I cannot love myself or anything which I know is part and

parcel of my own person.7

To return to the fabled exchange with Scholem: in retrospect, one can only say that, sadly, Arendt missed the point. Scholem was

far from advocating an unthinking Jewish nationalism (he was,

along with Buber and Judah Magnes, affiliated with the Ichud, a

small group of Palestinian Jews who sought to promote Arab-Jewish understanding).
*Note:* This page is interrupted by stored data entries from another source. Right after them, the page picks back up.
//! In-memory stand-ins for Postgres and the ffprobe/ffmpeg binaries.

use async_trait::async_trait;
use chrono::Utc;
use std::collections::HashMap;
use std::path::Path;
use std::sync::Mutex;
use tubely_core::models::VideoRecord;
use tubely_core::AppError;
use tubely_db::VideoRepository;
use tubely_processing::video::remux::optimized_path;
use tubely_processing::{
    Geometry, GeometryProber, OptimizedFile, ProcessingError, Remuxer, ToolStage,
};
use uuid::Uuid;

pub fn video_record(owner: Uuid) -> VideoRecord {
    let now = Utc::now();
    VideoRecord {
        id: Uuid::new_v4(),
        user_id: owner,
        title: "Boots".to_string(),
        description: "A pair of boots".to_string(),
        thumbnail_url: None,
        video_url: None,
        created_at: now,
        updated_at: now,
    }
}

#[derive(Default)]
pub struct InMemoryVideoRepository {
    videos: Mutex<HashMap<Uuid, VideoRecord>>,
}

impl InMemoryVideoRepository {
    pub fn insert(&self, video: VideoRecord) {
        self.videos.lock().unwrap().insert(video.id, video);
    }

    pub fn get(&self, id: Uuid) -> Option<VideoRecord> {
        self.videos.lock().unwrap().get(&id).cloned()
    }

    fn update(
        &self,
        id: Uuid,
        user_id: Uuid,
        apply: impl FnOnce(&mut VideoRecord),
    ) -> Result<VideoRecord, AppError> {
        let mut videos = self.videos.lock().unwrap();
        match videos.get_mut(&id) {
            Some(video) if video.user_id == user_id => {
                apply(video);
                video.updated_at = Utc::now();
                Ok(video.clone())
            }
            _ => Err(AppError::Persistence(format!("Video {} was not updated", id))),
        }
    }
}

#[async_trait]
impl VideoRepository for InMemoryVideoRepository {
    async fn get_video(&self, id: Uuid) -> Result<Option<VideoRecord>, AppError> {
        Ok(self.get(id))
    }

    async fn update_video_url(
        &self,
        id: Uuid,
        user_id: Uuid,
        video_url: &str,
    ) -> Result<VideoRecord, AppError> {
        self.update(id, user_id, |v| v.video_url = Some(video_url.to_string()))
    }

    async fn update_thumbnail_url(
        &self,
        id: Uuid,
        user_id: Uuid,
        thumbnail_url: &str,
    ) -> Result<VideoRecord, AppError> {
        self.update(id, user_id, |v| {
            v.thumbnail_url = Some(thumbnail_url.to_string())
        })
    }
}

/// Reports the same geometry for every file.
pub struct FixedProber(pub Geometry);

#[async_trait]
impl GeometryProber for FixedProber {
    async fn probe_geometry(&self, path: &Path) -> Result<Geometry, ProcessingError> {
        if !path.exists() {
            return Err(ProcessingError::ToolFailed {
                stage: ToolStage::Probe,
                message: format!("{}: No such file or directory", path.display()),
            });
        }
        Ok(self.0)
    }
}

/// Copies the input behind a `faststart:` marker.
pub struct CopyRemuxer;

#[async_trait]
impl Remuxer for CopyRemuxer {
    async fn remux(&self, input: &Path) -> Result<OptimizedFile, ProcessingError> {
        let output = OptimizedFile::new(optimized_path(input))?;
        let mut data = b"faststart:".to_vec();
        data.extend(tokio::fs::read(input).await.map_err(|e| {
            ProcessingError::ToolFailed {
                stage: ToolStage::Remux,
                message: e.to_string(),
            }
        })?);
        tokio::fs::write(output.path(), data)
            .await
            .map_err(|e| ProcessingError::ToolFailed {
                stage: ToolStage::Remux,
                message: e.to_string(),
            })?;
        Ok(output)
    }
}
Nor was it his position (one definitely harbored in certain quarters) that by criticizing one another Jews only provided aid and comfort to "the enemy" (of which the Jews, to be

sure, had many). Instead, Scholem's criticism concerned the

unsympathetic and captious tone of Arendt's remarks as much as

their content. More than anything else, it was her rhetorical high handedness and insensitivity that ended up provoking the wrath of so many. Hence, Arendt's rejoinder concerning her imputed lack of "Ahabath Israel" - that she loved only her "friends" and never entire "peoples"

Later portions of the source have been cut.